What needs to be done:
Output exactly, with nothing added, the entries from the first line through the line with "#[derive(Debug, FromRequest)]".

Supplied information:

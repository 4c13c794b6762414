//! HTTP surface: JSON API routes plus static files for the front end

pub mod exercises;
pub mod history;
pub mod steps;
pub mod videos;

use std::sync::Arc;

use axum::{
  async_trait,
  extract::{DefaultBodyLimit, FromRequest, Request},
  http::header,
  routing::{delete, get, post},
  Form, Router,
};
use serde::{de::DeserializeOwned, Serialize};
use tower_http::{services::ServeDir, trace::TraceLayer};

use crate::config::Config;
use crate::db::AppState;
use crate::error::AppError;
use crate::media::PUBLIC_PREFIX;

/// `axum::Json` with rejections reported as plain-text 400s
#[derive(Debug, FromRequest)]
#[from_request(via(axum::Json), rejection(AppError))]
pub struct ApiJson<T>(pub T);

/// Body accepted either as JSON or as an urlencoded form (what plain HTML
/// forms post). Chosen by `Content-Type`; anything else is treated as JSON.
#[derive(Debug)]
pub struct JsonOrForm<T>(pub T);

#[async_trait]
impl<S, T> FromRequest<S> for JsonOrForm<T>
where
  S: Send + Sync,
  T: DeserializeOwned + Send + 'static,
{
  type Rejection = AppError;

  async fn from_request(req: Request, state: &S) -> Result<Self, Self::Rejection> {
    let is_form = req
      .headers()
      .get(header::CONTENT_TYPE)
      .and_then(|v| v.to_str().ok())
      .is_some_and(|ct| ct.starts_with("application/x-www-form-urlencoded"));

    if is_form {
      let Form(value) = Form::<T>::from_request(req, state).await?;
      Ok(Self(value))
    } else {
      let ApiJson(value) = ApiJson::<T>::from_request(req, state).await?;
      Ok(Self(value))
    }
  }
}

/// Body returned after creating a record
#[derive(Debug, Clone, Copy, PartialEq, Eq, Serialize, serde::Deserialize)]
pub struct Created {
  pub id: i64,
}

fn api_routes() -> Router<Arc<AppState>> {
  Router::new()
    .route("/exercises", get(exercises::list_exercises).post(exercises::save_exercise))
    .route("/steps", get(steps::list_steps).post(steps::save_steps))
    .route("/upload-video", post(videos::upload_video))
    .route("/videos", get(videos::list_videos))
    .route("/videos/:id", delete(videos::delete_video))
    .route("/history", delete(history::clear_history))
    .route("/batch-save-data", post(history::batch_save_data))
}

/// Build the full application router (used by `run` and tests).
/// API routes answer both under `/api` and at the bare path.
pub fn build_router(state: Arc<AppState>, config: &Config) -> Router {
  let uploads = ServeDir::new(state.videos.root());

  Router::new()
    .nest("/api", api_routes())
    .merge(api_routes())
    .nest_service(PUBLIC_PREFIX, uploads)
    .fallback_service(ServeDir::new(&config.public_dir))
    .layer(DefaultBodyLimit::max(config.max_upload_bytes))
    .layer(TraceLayer::new_for_http())
    .with_state(state)
}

Written answer:
repository 4c13c794b6762414
//! HTTP surface: JSON API routes plus static files for the front end

pub mod exercises;
pub mod history;
pub mod steps;
pub mod videos;

use std::sync::Arc;

use axum::{
  async_trait,
  extract::{DefaultBodyLimit, FromRequest, Request},
  http::header,
  routing::{delete, get, post},
  Form, Router,
};
use serde::{de::DeserializeOwned, Serialize};
use tower_http::{services::ServeDir, trace::TraceLayer};

use crate::config::Config;
use crate::db::AppState;
use crate::error::AppError;
use crate::media::PUBLIC_PREFIX;

/// `axum::Json` with rejections reported as plain-text 400s
#[derive(Debug, FromRequest)]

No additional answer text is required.